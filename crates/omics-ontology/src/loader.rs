//! Hierarchy loading
//!
//! Picks the hierarchy file out of a [`FileResources`] set by name, parses it
//! and normalises edge orientation so the resulting graph always points
//! child -> parent.

use crate::error::{OntologyError, Result};
use crate::graph::TermGraph;
use crate::models::TermId;
use crate::parser::{EdgeOrientation, OboParser, ParsedHierarchy, TreeFileParser};
use omics_common::FileResources;
use tracing::{debug, info};

/// Hierarchy file formats recognised by resource name
#[derive(Debug, Clone, Copy, PartialEq, Eq)]
pub enum HierarchyFormat {
    Obo,
    /// Dash-indented InterPro tree
    TreeFile,
}

impl HierarchyFormat {
    pub fn detect(resource_name: &str) -> Option<Self> {
        if resource_name.contains(".obo") {
            Some(HierarchyFormat::Obo)
        } else if resource_name.contains("ParentChildTreeFile") {
            Some(HierarchyFormat::TreeFile)
        } else {
            None
        }
    }
}

/// Load the term graph and its node list from the first hierarchy resource
pub fn load_network(resources: &FileResources) -> Result<(TermGraph, Vec<TermId>)> {
    let Some((name, format)) = resources
        .names()
        .find_map(|name| HierarchyFormat::detect(name).map(|format| (name, format)))
    else {
        let names: Vec<&str> = resources.names().collect();
        return Err(OntologyError::format(format!(
            "no hierarchy file (*.obo or ParentChildTreeFile) among resources: [{}]",
            names.join(", ")
        )));
    };

    info!(resource = name, format = ?format, "Loading hierarchy");
    let reader = resources.open(name)?;
    let parsed = match format {
        HierarchyFormat::Obo => OboParser::parse(reader)?,
        HierarchyFormat::TreeFile => TreeFileParser::parse(reader)?,
    };

    let graph = build_graph(parsed);
    let node_list: Vec<TermId> = graph.node_ids().map(str::to_string).collect();

    info!(
        terms = graph.len(),
        edges = graph.edge_count(),
        "Loaded term graph"
    );
    Ok((graph, node_list))
}

/// Build a child -> parent graph from parser output
pub fn build_graph(parsed: ParsedHierarchy) -> TermGraph {
    let mut graph = TermGraph::new();
    for term in parsed.terms {
        graph.add_term(term);
    }

    let mut dropped = 0usize;
    for edge in &parsed.edges {
        if !graph.add_edge(&edge.source, &edge.target, edge.relation.clone()) {
            debug!(
                source = %edge.source,
                target = %edge.target,
                relation = %edge.relation,
                "Dropping edge to unknown term"
            );
            dropped += 1;
        }
    }
    if dropped > 0 {
        debug!(dropped, "Edges dropped during load");
    }

    match parsed.orientation {
        EdgeOrientation::ChildToParent => graph,
        EdgeOrientation::ParentToChild => graph.reversed(),
    }
}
========================================================================
PROBLEM REQUIREMENTS:
Nothing but a number is wanted: report how many lines in the entries above contain the string "HierarchyFormat".

RESPONSE AREA:
7